**Your goal:** In the records below, find the line containing "in success order." and the line containing "if refreshed.len() != successes"; please repeat exactly the lines from one to the other, both included, and nothing more.

★ ★ ★ ★ ★ ★ ★

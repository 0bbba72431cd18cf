// Copyright (c) 2025-2026 Adrian Robinson. Licensed under the AGPL-3.0.
// See LICENSE file in the project root for full license text.

//! Metrics instrumentation for the search adapter.
//!
//! Uses the `metrics` crate for backend-agnostic metrics collection.
//! The host application is responsible for choosing the exporter (Prometheus, OTEL, etc.)
//!
//! # Metric Naming Convention
//! - `search_adapter_` prefix for all metrics
//! - `_total` suffix for counters
//! - `_seconds` suffix for duration histograms
//!
//! # Labels
//! - `operation`: find, get, create, update, patch, remove
//! - `status`: ok, empty, invalid, success, failed, issued, skipped

use metrics::{counter, histogram};
use std::time::{Duration, Instant};

/// Record a query compilation outcome (`ok`, `empty` or `invalid`)
pub fn record_query_compiled(status: &'static str) {
    counter!(
        "search_adapter_queries_compiled_total",
        "status" => status
    )
    .increment(1);
}

/// Record per-item outcomes of one bulk write
pub fn record_bulk_items(operation: &'static str, succeeded: usize, failed: usize) {
    counter!(
        "search_adapter_bulk_items_total",
        "operation" => operation,
        "status" => "success"
    )
    .increment(succeeded as u64);
    counter!(
        "search_adapter_bulk_items_total",
        "operation" => operation,
        "status" => "failed"
    )
    .increment(failed as u64);
}

/// Record whether the secondary read after a bulk write was issued or skipped
pub fn record_secondary_read(issued: bool) {
    counter!(
        "search_adapter_secondary_reads_total",
        "status" => if issued { "issued" } else { "skipped" }
    )
    .increment(1);
}

/// Record bulk operation latency
pub fn record_bulk_latency(operation: &'static str, duration: Duration) {
    histogram!(
        "search_adapter_bulk_seconds",
        "operation" => operation
    )
    .record(duration.as_secs_f64());
}

/// Record a store call failure
pub fn record_store_error(operation: &'static str) {
    counter!(
        "search_adapter_store_errors_total",
        "operation" => operation
    )
    .increment(1);
}

/// RAII timer for bulk operations; records on drop.
pub struct BulkTimer {
    operation: &'static str,
    start: Instant,
}

impl BulkTimer {
    pub fn new(operation: &'static str) -> Self {
        Self {
            operation,
            start: Instant::now(),
        }
    }
}

impl Drop for BulkTimer {
    fn drop(&mut self) {
        record_bulk_latency(self.operation, self.start.elapsed());
    }
}

#[cfg(test)]
mod tests {
    use super::*;

    // Without an installed recorder these only check that recording never panics.

    #[test]
    fn test_record_query_compiled() {
        record_query_compiled("ok");
        record_query_compiled("empty");
        record_query_compiled("invalid");
    }

    #[test]
    fn test_record_bulk() {
        record_bulk_items("create", 2, 1);
        record_bulk_items("remove", 0, 0);
        record_secondary_read(true);
        record_secondary_read(false);
        record_store_error("bulk");
    }

    #[test]
    fn test_bulk_timer() {
        {
            let _timer = BulkTimer::new("patch");
            std::thread::sleep(Duration::from_millis(1));
        }
        record_bulk_latency("create", Duration::from_millis(5));
    }
}
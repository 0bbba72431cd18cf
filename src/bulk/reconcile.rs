// Copyright (c) 2025-2026 Adrian Robinson. Licensed under the AGPL-3.0.
// See LICENSE file in the project root for full license text.

//! Bulk Reconciliation Engine
//!
//! ```text
//!  operations ──→ store.bulk ──→ decode ──→ outcomes [ok, FAIL, ok]
//!                                               │
//!                                 compaction keys [k0, k2]   (empty: stop here)
//!                                               │
//!                                   store.mget ──→ refreshed [d0, d2]
//!                                               │
//!                      cursor merge ──→ [d0, FAIL, d2]
//! ```
//!
//! At most two store calls, strictly in sequence: the read is only issued after the
//! write response is fully decoded. Store failures propagate unchanged.

use serde_json::Value;
use tracing::{debug, info, warn};

use super::action::BulkRequest;
use super::outcome::{decode_all, BulkItem, ItemOutcome, OutcomeKind};
use crate::config::FieldNames;
use crate::document::map_item;
use crate::metrics;
use crate::query::SourceFilter;
use crate::storage::traits::{DocKey, DocumentStore, StorageError};

/// Issue `request` and decode every item. No re-read.
pub async fn write<S>(
    store: &S,
    request: &BulkRequest,
    fields: &FieldNames,
) -> Result<Vec<ItemOutcome>, StorageError>
where
    S: DocumentStore + ?Sized,
{
    debug!(count = request.len(), "Issuing bulk write");
    let raw = store.bulk(request).await.map_err(|e| {
        metrics::record_store_error("bulk");
        warn!(error = %e, "Bulk write failed");
        e
    })?;
    let outcomes = decode_all(&request.operations, &raw, fields).map_err(|e| {
        metrics::record_store_error("bulk");
        warn!(error = %e, "Bulk response violates the store contract");
        e
    })?;

    for outcome in &outcomes {
        if let OutcomeKind::Failed { status, error } = &outcome.kind {
            warn!(
                position = outcome.position,
                action = outcome.action.as_str(),
                status,
                error = %error,
                "Bulk item failed"
            );
        }
    }
    Ok(outcomes)
}

/// Write `request`, then re-read the successful items and splice them back into
/// request order. Failed positions keep their failure descriptor.
pub async fn reconcile<S>(
    store: &S,
    operation: &'static str,
    request: &BulkRequest,
    source: &SourceFilter,
    fields: &FieldNames,
) -> Result<Vec<BulkItem>, StorageError>
where
    S: DocumentStore + ?Sized,
{
    let _timer = metrics::BulkTimer::new(operation);
    let outcomes = write(store, request, fields).await?;

    let keys = compaction_keys(&outcomes, request);
    let failed = outcomes.len() - keys.len();
    metrics::record_bulk_items(operation, keys.len(), failed);

    if keys.is_empty() {
        debug!(operation, count = outcomes.len(), "No successful items, skipping re-read");
        metrics::record_secondary_read(false);
        return Ok(outcomes.into_iter().map(ItemOutcome::into_item).collect());
    }

    metrics::record_secondary_read(true);
    let fetched = store
        .mget(request.index.as_deref(), &keys, source)
        .await
        .map_err(|e| {
            metrics::record_store_error("mget");
            warn!(error = %e, "Re-read after bulk write failed");
            e
        })?;
    let refreshed: Vec<Value> = fetched.iter().map(|doc| map_item(doc, fields)).collect();

    let items = merge_refreshed(outcomes, refreshed).map_err(|e| {
        warn!(error = %e, "Re-read violates the store contract");
        e
    })?;
    info!(operation, succeeded = keys.len(), failed, "Bulk operation complete");
    Ok(items)
}

/// Delete path: write only, then keep the `found` documents whose delete succeeded.
/// Failures are dropped from the result.
pub async fn remove_found<S>(
    store: &S,
    request: &BulkRequest,
    found: Vec<Value>,
    fields: &FieldNames,
) -> Result<Vec<Value>, StorageError>
where
    S: DocumentStore + ?Sized,
{
    let _timer = metrics::BulkTimer::new("remove");
    let outcomes = write(store, request, fields).await?;
    let removed = retain_successful(found, &outcomes);

    let failed = outcomes.len() - removed.len();
    metrics::record_bulk_items("remove", removed.len(), failed);
    info!(operation = "remove", succeeded = removed.len(), failed, "Bulk operation complete");
    Ok(removed)
}

/// Keys of the successful outcomes, in their original relative order. Routing comes
/// from the operation at the same position.
pub fn compaction_keys(outcomes: &[ItemOutcome], request: &BulkRequest) -> Vec<DocKey> {
    outcomes
        .iter()
        .filter_map(|outcome| {
            let id = outcome.persisted_id()?;
            let routing = request
                .operations
                .get(outcome.position)
                .and_then(|operation| operation.routing.clone());
            Some(DocKey::new(id).with_routing(routing))
        })
        .collect()
}

/// Two-pointer merge: walk `outcomes` in order; each success consumes the next
/// refreshed document, each failure stays as it is.
///
/// `refreshed` must hold exactly one document per success, in success order.
pub fn merge_refreshed(
    outcomes: Vec<ItemOutcome>,
    refreshed: Vec<Value>,
) -> Result<Vec<BulkItem>, StorageError> {
    let successes = outcomes.iter().filter(|o| o.is_success()).count();
    if refreshed.len() != successes {
        return Err(StorageError::Contract(format!(
            "mget returned {} documents for {} keys",
            refreshed.len(),
            successes
        )));
    }

    let mut cursor = refreshed.into_iter();
    Ok(outcomes
        .into_iter()
        .map(|outcome| {
            if outcome.is_success() {
                // Length checked above.
                cursor.next().map_or_else(|| outcome.into_item(), BulkItem::Document)
            } else {
                outcome.into_item()
            }
        })
        .collect())
}

/// `found[i]` is kept iff the outcome at position `i` succeeded.
pub fn retain_successful(found: Vec<Value>, outcomes: &[ItemOutcome]) -> Vec<Value> {
    found
        .into_iter()
        .zip(outcomes)
        .filter_map(|(doc, outcome)| outcome.is_success().then_some(doc))
        .collect()
}
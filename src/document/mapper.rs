// Copyright (c) 2025-2026 Adrian Robinson. Licensed under the AGPL-3.0.
// See LICENSE file in the project root for full license text.

//! Result Mapper
//!
//! Turns store hits into caller documents:
//!
//! ```text
//! {_id: "1", _index: "people", _source: {name: "a", rel: {name: "child", parent: "9"}}}
//!   ──→ {_meta: {_id: "1", _index: "people", _parent: "9"}, id: "1", name: "a", rel: "child"}
//! ```

use serde::Serialize;
use serde_json::{Map, Value};

use crate::config::FieldNames;
use crate::query::Filters;
use crate::storage::traits::SearchResponse;

/// Map a hit (or bulk item) to a caller document.
///
/// Everything except `_source` goes under the meta field; `_source` entries are
/// spread at the top level, with the id alias set from `_id`. A join field holding
/// `{name, parent}` is flattened to `name`, and `parent` moves to the meta as `_parent`.
pub fn map_item(item: &Value, fields: &FieldNames) -> Value {
    let mut meta = item.as_object().cloned().unwrap_or_default();
    let source = meta.remove("_source");
    let id = meta.get("_id").cloned();

    let mut result = Map::new();
    result.insert(fields.meta.clone(), Value::Object(meta));
    if let Some(Value::Object(source)) = source {
        result.extend(source);
    }
    if let Some(id) = id {
        result.insert(fields.id.clone(), id);
    }

    if let Some(join) = &fields.join {
        flatten_join(&mut result, join, &fields.meta);
    }
    Value::Object(result)
}

fn flatten_join(result: &mut Map<String, Value>, join: &str, meta_field: &str) {
    let Some(Value::Object(relation)) = result.get(join) else {
        return;
    };
    let name = relation.get("name").cloned().unwrap_or(Value::Null);
    let parent = relation.get("parent").cloned().unwrap_or(Value::Null);

    if let Some(Value::Object(meta)) = result.get_mut(meta_field) {
        meta.insert("_parent".into(), parent);
    }
    result.insert(join.to_string(), name);
}

/// Map an `update` response item; the post-write snapshot lives under `get._source`.
pub fn map_patch(item: &Value, fields: &FieldNames) -> Value {
    let mut normalized = item.as_object().cloned().unwrap_or_default();
    let source = normalized
        .remove("get")
        .and_then(|get| get.get("_source").cloned());
    if let Some(source) = source {
        normalized.insert("_source".into(), source);
    }
    map_item(&Value::Object(normalized), fields)
}

/// Map the items of a bulk response, each `{create|index|update|delete: item}`.
pub fn map_bulk(items: &[Value], fields: &FieldNames) -> Vec<Value> {
    items
        .iter()
        .map(|item| {
            if let Some(update) = item.get("update") {
                return map_patch(update, fields);
            }
            let inner = ["create", "index", "delete"]
                .iter()
                .find_map(|action| item.get(*action))
                .unwrap_or(&Value::Null);
            map_item(inner, fields)
        })
        .collect()
}

/// `find` output: a page when pagination is on, a plain list otherwise.
#[derive(Debug, Clone, PartialEq, Serialize)]
#[serde(untagged)]
pub enum FindResult {
    Page {
        total: u64,
        skip: usize,
        limit: Option<usize>,
        data: Vec<Value>,
    },
    List(Vec<Value>),
}

impl FindResult {
    pub fn data(&self) -> &[Value] {
        match self {
            Self::Page { data, .. } | Self::List(data) => data,
        }
    }

    pub fn into_data(self) -> Vec<Value> {
        match self {
            Self::Page { data, .. } | Self::List(data) => data,
        }
    }

    pub fn is_page(&self) -> bool {
        matches!(self, Self::Page { .. })
    }
}

pub fn map_find(
    response: &SearchResponse,
    filters: &Filters,
    paginated: bool,
    fields: &FieldNames,
) -> FindResult {
    let data = response.hits.iter().map(|hit| map_item(hit, fields)).collect();
    if paginated {
        FindResult::Page {
            total: response.total,
            skip: filters.skip,
            limit: filters.limit,
            data,
        }
    } else {
        FindResult::List(data)
    }
}
// Copyright (c) 2025-2026 Adrian Robinson. Licensed under the AGPL-3.0.
// See LICENSE file in the project root for full license text.

//! # Search Adapter
//!
//! A MongoDB-style filter language and CRUD surface over a search store's boolean
//! query and bulk APIs.
//!
//! ## Architecture
//!
//! ```text
//! ┌─────────────────────────────────────────────────────────────┐
//! │                      DocumentService                        │
//! │  • find / get / create / update / patch / remove            │
//! │  • create_many / patch_many / remove_many                   │
//! └─────────────────────────────────────────────────────────────┘
//!            │                                   │
//!            ▼                                   ▼
//! ┌─────────────────────────────┐  ┌─────────────────────────────┐
//! │  Query                      │  │  Bulk                       │
//! │  • FilterQuery (control     │  │  • DocDescriptor → actions  │
//! │    keys vs. criteria)       │  │  • per-item outcomes        │
//! │  • QueryCompiler → BoolQuery│  │  • re-read + ordered merge  │
//! └─────────────────────────────┘  └─────────────────────────────┘
//!            │                                   │
//!            └─────────────────┬─────────────────┘
//!                              ▼
//! ┌─────────────────────────────────────────────────────────────┐
//! │                DocumentStore (search / bulk / mget)         │
//! │  • InMemoryStore reference implementation                   │
//! └─────────────────────────────────────────────────────────────┘
//! ```
//!
//! ## Quick Start
//!
//! ```rust
//! use search_adapter::{AdapterConfig, DocumentService, InMemoryStore, Params};
//! use serde_json::json;
//!
//! # #[tokio::main(flavor = "current_thread")]
//! # async fn main() {
//! let service = DocumentService::new(InMemoryStore::new(), AdapterConfig::default());
//!
//! service.create(&json!({"_id": "1", "name": "Ada", "age": 36}), &Params::new()).await.unwrap();
//! service.create(&json!({"_id": "2", "name": "Alan", "age": 41}), &Params::new()).await.unwrap();
//!
//! let found = service
//!     .find(&Params::with_query(json!({"age": {"$gt": 40}})))
//!     .await
//!     .unwrap();
//! assert_eq!(found.data().len(), 1);
//! assert_eq!(found.data()[0]["name"], "Alan");
//! # }
//! ```
//!
//! ## Modules
//!
//! - [`query`]: filter normalizer, type validator and query compiler
//! - [`document`]: document descriptors and result mapping
//! - [`bulk`]: bulk actions, outcome decoding and reconciliation
//! - [`storage`]: the [`DocumentStore`] boundary and [`InMemoryStore`]
//! - [`service`]: [`DocumentService`]

pub mod bulk;
pub mod config;
pub mod document;
pub mod error;
pub mod metrics;
pub mod query;
pub mod service;
pub mod storage;

// Note: We don't expose a `tracing` module to avoid conflict with the tracing crate

pub use bulk::{BulkAction, BulkFailure, BulkItem, BulkOperation, BulkRequest, ItemOutcome, OutcomeKind};
pub use config::{AdapterConfig, FieldNames, Paginate, RefreshPolicy};
pub use document::{DocDescriptor, FindResult};
pub use error::{AdapterError, QueryError};
pub use query::{compile, BoolQuery, FilterQuery, QueryCompiler, SourceFilter};
pub use service::{DocumentService, Params};
pub use storage::memory::InMemoryStore;
pub use storage::traits::{DocKey, DocumentStore, SearchRequest, SearchResponse, StorageError};
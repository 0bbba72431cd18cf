// Copyright (c) 2025-2026 Adrian Robinson. Licensed under the AGPL-3.0.
// See LICENSE file in the project root for full license text.

//! Error taxonomy.
//!
//! - [`QueryError`]: malformed client criteria. Raised eagerly during compilation,
//!   before any store call is made. Never retried.
//! - [`StorageError`]: opaque transport failure from the store, propagated unchanged.
//! - [`AdapterError`]: what the service layer returns, wrapping both of the above plus
//!   single-document write rejections.
//!
//! Partial bulk failures are not errors at all; they are per-item outcomes
//! (see [`crate::bulk::BulkItem`]).

use thiserror::Error;

use crate::query::{KindSet, ValueKind};
pub use crate::storage::traits::StorageError;

/// Client-input errors raised by the query compiler and filter normalizer.
#[derive(Error, Debug, Clone, PartialEq)]
pub enum QueryError {
    /// An operator (or field) value has the wrong shape.
    #[error("{key} should be one of {expected}")]
    InvalidQueryShape {
        /// Offending key, e.g. `$or`, `$sqs.$fields`, `$exists[2]`
        key: String,
        /// Accepted value kinds for that key
        expected: KindSet,
        /// What was actually supplied
        found: ValueKind,
    },
    /// `$and/$or/$nested/$child/$parent` nested deeper than the configured limit.
    #[error("query nesting exceeds the maximum depth of {max}")]
    NestingTooDeep { max: usize },
}

impl QueryError {
    /// The key this error refers to, if any.
    pub fn key(&self) -> Option<&str> {
        match self {
            Self::InvalidQueryShape { key, .. } => Some(key),
            Self::NestingTooDeep { .. } => None,
        }
    }
}

/// Errors surfaced by [`crate::DocumentService`].
#[derive(Error, Debug)]
pub enum AdapterError {
    #[error(transparent)]
    InvalidQuery(#[from] QueryError),

    #[error("No record found for id '{0}'")]
    NotFound(String),

    /// The store refused a single-document write (e.g. 409 on create of an existing id).
    #[error("Store rejected the write with status {status}: {reason}")]
    Rejected { status: u16, reason: String },

    #[error(transparent)]
    Storage(#[from] StorageError),
}

impl AdapterError {
    /// Whether the caller caused this (bad input, missing or conflicting document).
    #[must_use]
    pub fn is_client_error(&self) -> bool {
        match self {
            Self::InvalidQuery(_) | Self::NotFound(_) => true,
            Self::Rejected { status, .. } => (400..500).contains(status),
            Self::Storage(StorageError::NotFound) => true,
            Self::Storage(_) => false,
        }
    }
}

#[cfg(test)]
mod tests {
    use super::*;

    #[test]
    fn test_invalid_shape_message() {
        let err = QueryError::InvalidQueryShape {
            key: "$or".into(),
            expected: KindSet::from(&[ValueKind::Array][..]),
            found: ValueKind::String,
        };
        assert_eq!(err.to_string(), "$or should be one of array");
        assert_eq!(err.key(), Some("$or"));
    }

    #[test]
    fn test_multi_kind_message() {
        let err = QueryError::InvalidQueryShape {
            key: "query".into(),
            expected: KindSet::from(&[ValueKind::Object, ValueKind::Null, ValueKind::Missing][..]),
            found: ValueKind::Number,
        };
        assert_eq!(err.to_string(), "query should be one of object, null, undefined");
    }

    #[test]
    fn test_client_error_classification() {
        assert!(AdapterError::NotFound("1".into()).is_client_error());
        assert!(AdapterError::Rejected { status: 409, reason: "conflict".into() }.is_client_error());
        assert!(!AdapterError::Rejected { status: 503, reason: "busy".into() }.is_client_error());
        assert!(!AdapterError::Storage(StorageError::Backend("boom".into())).is_client_error());
        assert!(AdapterError::from(QueryError::NestingTooDeep { max: 4 }).is_client_error());
    }
}
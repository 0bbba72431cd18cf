// Copyright (c) 2025-2026 Adrian Robinson. Licensed under the AGPL-3.0.
// See LICENSE file in the project root for full license text.

//! Filter language and boolean query compilation.
//!
//! # Pipeline
//!
//! ```text
//! request query ──→ FilterQuery::parse ──→ Filters   (limit, skip, sort, select, routing, index)
//!                                     └──→ criteria ──→ QueryCompiler ──→ Option<BoolQuery>
//! ```
//!
//! Every operator value is shape-checked by [`validate_type`] before it is used, and a
//! mismatch aborts compilation with [`QueryError::InvalidQueryShape`](crate::QueryError)
//! before any store call is made.
//!
//! # Example
//!
//! ```
//! use search_adapter::query::compile;
//! use serde_json::json;
//!
//! let criteria = json!({"age": {"$gt": 30, "$lt": 40}, "tags": {"$nin": ["x"]}});
//! let tree = compile(Some(&criteria), "_id").unwrap().unwrap();
//! assert_eq!(tree.to_value(), json!({
//!     "filter": [{"range": {"age": {"gt": 30}}}, {"range": {"age": {"lt": 40}}}],
//!     "must_not": [{"terms": {"tags": ["x"]}}]
//! }));
//! ```

mod bool_query;
mod compiler;
mod filter;
mod kind;
mod operator;

pub use bool_query::BoolQuery;
pub use compiler::{compile, QueryCompiler, DEFAULT_MAX_DEPTH, STORE_ID_FIELD};
pub use filter::{FilterQuery, Filters, SortField, SortOrder, SourceFilter, CONTROL_KEYS};
pub use kind::{validate_type, KindSet, ValueKind};
pub use operator::{Criterion, Operator, Section};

★ ★ ★ ★ ★ ★ ★

**Reply to the task:**
/// `refreshed` must hold exactly one document per success, in success order.
pub fn merge_refreshed(
    outcomes: Vec<ItemOutcome>,
    refreshed: Vec<Value>,
) -> Result<Vec<BulkItem>, StorageError> {
    let successes = outcomes.iter().filter(|o| o.is_success()).count();
    if refreshed.len() != successes {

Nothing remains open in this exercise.